Preprint / Version 1

The Invisible Adoption Tax: How Non-Technical Frictions Shape Developer Tool Adoption

##article.authors##

  • Ujunwa Njoku Independent Researcher

DOI:

https://doi.org/10.31224/6280

Keywords:

Developer Adoption, DevRel, HCI

Abstract

Developer tool adoption is often explained by technical qualities such as performance or features. However, many tools that work well technically still fail to gain or retain users. This paper studies how non-technical factors shape developer adoption decisions. We conducted an online survey of 230 software developers who had tried at least one new developer tool in the past 12 months.
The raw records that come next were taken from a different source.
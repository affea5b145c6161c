//! Transports that put a [`Request`] on the wire.
//!
//! Spin's outbound HTTP is used inside the WASM component; native builds
//! (the CLI, integration runs) go through `reqwest`.

use async_trait::async_trait;

use crate::{FetchError, Request, Response};

/// Sends one request and returns the raw response.
///
/// A non-2xx answer is still `Ok`; only failures to obtain a response at
/// all are errors.
#[async_trait(?Send)]
pub trait HttpTransport {
    async fn send(&self, request: Request) -> Result<Response, FetchError>;
}

#[cfg(not(target_arch = "wasm32"))]
pub use native::ReqwestTransport;

#[cfg(target_arch = "wasm32")]
pub use spin::SpinTransport;

#[cfg(not(target_arch = "wasm32"))]
mod native {
    use std::collections::HashMap;
    use std::time::Duration;

    use async_trait::async_trait;

    use super::HttpTransport;
    use crate::{FetchError, Method, Request, Response};

    /// Native transport with a persistent cookie store, so credentialed
    /// cart calls share one session.
    #[derive(Debug, Clone)]
    pub struct ReqwestTransport {
        client: reqwest::Client,
    }

    impl ReqwestTransport {
        pub fn new(timeout: Duration) -> Result<Self, FetchError> {
            let client = reqwest::Client::builder()
                .cookie_store(true)
                .timeout(timeout)
                .build()
                .map_err(|e| FetchError::RequestError(e.to_string()))?;
            Ok(Self { client })
        }
    }

    #[async_trait(?Send)]
    impl HttpTransport for ReqwestTransport {
        async fn send(&self, request: Request) -> Result<Response, FetchError> {
            let method = match request.method {
                Method::Get => reqwest::Method::GET,
                Method::Post => reqwest::Method::POST,
            };

            let mut builder = self.client.request(method, &request.url);
            for (key, value) in &request.headers {
                builder = builder.header(key.as_str(), value.as_str());
            }
            if let Some(body) = request.body {
                builder = builder.body(body);
            }

            let response = builder.send().await.map_err(|e| {
                if e.is_timeout() {
                    FetchError::Timeout
                } else {
                    FetchError::RequestError(e.to_string())
                }
            })?;

            let status = response.status().as_u16();
            let headers: HashMap<String, String> = response
                .headers()
                .iter()
                .map(|(k, v)| (k.to_string(), v.to_str().unwrap_or("").to_string()))
                .collect();
            let body = response
                .bytes()
                .await
                .map_err(|e| FetchError::RequestError(e.to_string()))?;

            Ok(Response::new(status, headers, body.to_vec()))
        }
    }
}

#[cfg(target_arch = "wasm32")]
mod spin {
    use std::collections::HashMap;

    use async_trait::async_trait;
    use spin_sdk::http::{Method as SpinMethod, Request as SpinRequest, Response as SpinResponse};

    use super::HttpTransport;
    use crate::{FetchError, Method, Request, Response};

    /// Spin outbound HTTP. Credentials ride on the forwarded headers.
    #[derive(Debug, Clone, Copy, Default)]
    pub struct SpinTransport;

    #[async_trait(?Send)]
    impl HttpTransport for SpinTransport {
        async fn send(&self, request: Request) -> Result<Response, FetchError> {
            let method = match request.method {
                Method::Get => SpinMethod::Get,
                Method::Post => SpinMethod::Post,
            };

            let mut builder = SpinRequest::builder();
            builder.method(method);
            builder.uri(&request.url);
            for (key, value) in &request.headers {
                builder.header(key.as_str(), value.as_str());
            }
            let outgoing = builder.body(request.body.unwrap_or_default()).build();

            let response: SpinResponse = spin_sdk::http::send(outgoing)
                .await
                .map_err(|e| FetchError::RequestError(e.to_string()))?;

            let status = *response.status();
            let headers: HashMap<String, String> = response
                .headers()
                .map(|(k, v)| (k.to_string(), v.as_str().unwrap_or("").to_string()))
                .collect();

            Ok(Response::new(status, headers, response.into_body()))
        }
    }
}
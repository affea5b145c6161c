//! Base-URL aware client over an [`HttpTransport`].

use std::rc::Rc;

use crate::{FetchError, HttpTransport, Method, RequestBuilder, Response};

/// HTTP client for outbound store requests.
///
/// Resolves relative paths against a base URL and stamps default headers on
/// every request before handing it to the transport.
#[derive(Clone)]
pub struct FetchClient {
    base_url: Option<String>,
    default_headers: Vec<(String, String)>,
    transport: Rc<dyn HttpTransport>,
}

impl FetchClient {
    /// Create a client over `transport`.
    pub fn new(transport: Rc<dyn HttpTransport>) -> Self {
        Self {
            base_url: None,
            default_headers: Vec::new(),
            transport,
        }
    }

    /// Prepend `base_url` to every relative request path.
    pub fn with_base_url(mut self, base_url: impl Into<String>) -> Self {
        self.base_url = Some(base_url.into());
        self
    }

    /// Add a header that will be included in all requests.
    pub fn with_default_header(mut self, key: impl Into<String>, value: impl Into<String>) -> Self {
        self.default_headers.push((key.into(), value.into()));
        self
    }

    /// Create a GET request.
    pub fn get(&self, url: impl Into<String>) -> ClientRequestBuilder<'_> {
        self.request(Method::Get, url)
    }

    /// Create a POST request.
    pub fn post(&self, url: impl Into<String>) -> ClientRequestBuilder<'_> {
        self.request(Method::Post, url)
    }

    /// Create a request with an explicit method.
    pub fn request(&self, method: Method, url: impl Into<String>) -> ClientRequestBuilder<'_> {
        let mut builder = RequestBuilder::new(method, self.resolve(&url.into()));
        for (key, value) in &self.default_headers {
            builder = builder.header(key.clone(), value.clone());
        }
        ClientRequestBuilder {
            builder,
            transport: self.transport.as_ref(),
        }
    }

    /// Resolve a path against the base URL; absolute URLs pass through.
    pub fn resolve(&self, url: &str) -> String {
        match &self.base_url {
            Some(base) if !url.starts_with("http://") && !url.starts_with("https://") => {
                format!(
                    "{}/{}",
                    base.trim_end_matches('/'),
                    url.trim_start_matches('/')
                )
            }
            _ => url.to_string(),
        }
    }
}

/// A request builder bound to a client's transport.
pub struct ClientRequestBuilder<'a> {
    builder: RequestBuilder,
    transport: &'a dyn HttpTransport,
}

impl ClientRequestBuilder<'_> {
    /// Add a header to the request.
    pub fn header(mut self, key: impl Into<String>, value: impl Into<String>) -> Self {
        self.builder = self.builder.header(key, value);
        self
    }

    /// Add a header only when a value is present.
    pub fn optional_header(self, key: &str, value: Option<&str>) -> Self {
        match value {
            Some(value) => self.header(key, value),
            None => self,
        }
    }

    /// Append a query parameter.
    pub fn query(mut self, key: impl Into<String>, value: impl Into<String>) -> Self {
        self.builder = self.builder.query(key, value);
        self
    }

    /// Set the request body as JSON.
    pub fn json<T: serde::Serialize>(mut self, value: &T) -> Result<Self, FetchError> {
        self.builder = self.builder.json(value)?;
        Ok(self)
    }

    /// Send cookies/session credentials.
    pub fn with_credentials(mut self) -> Self {
        self.builder = self.builder.with_credentials();
        self
    }

    /// Send the request and return the response, whatever its status.
    pub async fn send(self) -> Result<Response, FetchError> {
        let request = self.builder.build();
        tracing::trace!(method = request.method.as_str(), url = %request.url, "sending request");
        self.transport.send(request).await
    }
}

#[cfg(test)]
mod tests {
    use super::*;
    use crate::Request;
    use async_trait::async_trait;
    use std::cell::RefCell;

    #[derive(Default)]
    struct Echo {
        seen: RefCell<Vec<Request>>,
    }

    #[async_trait(?Send)]
    impl HttpTransport for Echo {
        async fn send(&self, request: Request) -> Result<Response, FetchError> {
            self.seen.borrow_mut().push(request);
            Ok(Response::with_status(204))
        }
    }

    #[test]
    fn test_resolve_against_base() {
        let client = FetchClient::new(Rc::new(Echo::default())).with_base_url("https://shop.test/api/");
        assert_eq!(client.resolve("/products"), "https://shop.test/api/products");
        assert_eq!(client.resolve("cart/add-item"), "https://shop.test/api/cart/add-item");
        assert_eq!(client.resolve("https://other.test/x"), "https://other.test/x");
    }

    #[tokio::test]
    async fn test_default_headers_reach_transport() {
        let echo = Rc::new(Echo::default());
        let client = FetchClient::new(echo.clone())
            .with_base_url("https://shop.test")
            .with_default_header("Accept", "application/json");

        let resp = client
            .get("/products")
            .optional_header("X-Request-Nonce", Some("abc"))
            .optional_header("X-Skipped", None)
            .send()
            .await
            .unwrap();

        assert_eq!(resp.status, 204);
        let seen = echo.seen.borrow();
        assert_eq!(seen.len(), 1);
        assert_eq!(seen[0].header("accept"), Some("application/json"));
        assert_eq!(seen[0].header("x-request-nonce"), Some("abc"));
        assert_eq!(seen[0].header("x-skipped"), None);
    }
}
The survey measured four types of non-technical friction: cognitive friction (learning effort), social friction (community and maintainer interactions), institutional friction (perceived stability and governance) and narrative friction (clarity of purpose and use cases). Using logistic regression while controlling for technical adequacy, we find that these non-technical frictions are strongly associated with tool abandonment and together explain a substantial share of adoption outcomes (R2 = 0.42, p < 0.001). Institutional friction shows the strongest association with abandonment, followed by cognitive friction. We introduce the Invisible Adoption Tax (IAT) Framework to describe how these non-technical costs accumulate during tool evaluation and onboarding. Our findings suggest that successful adoption depends not only on technical quality, but also on how tools are presented, supported, and governed.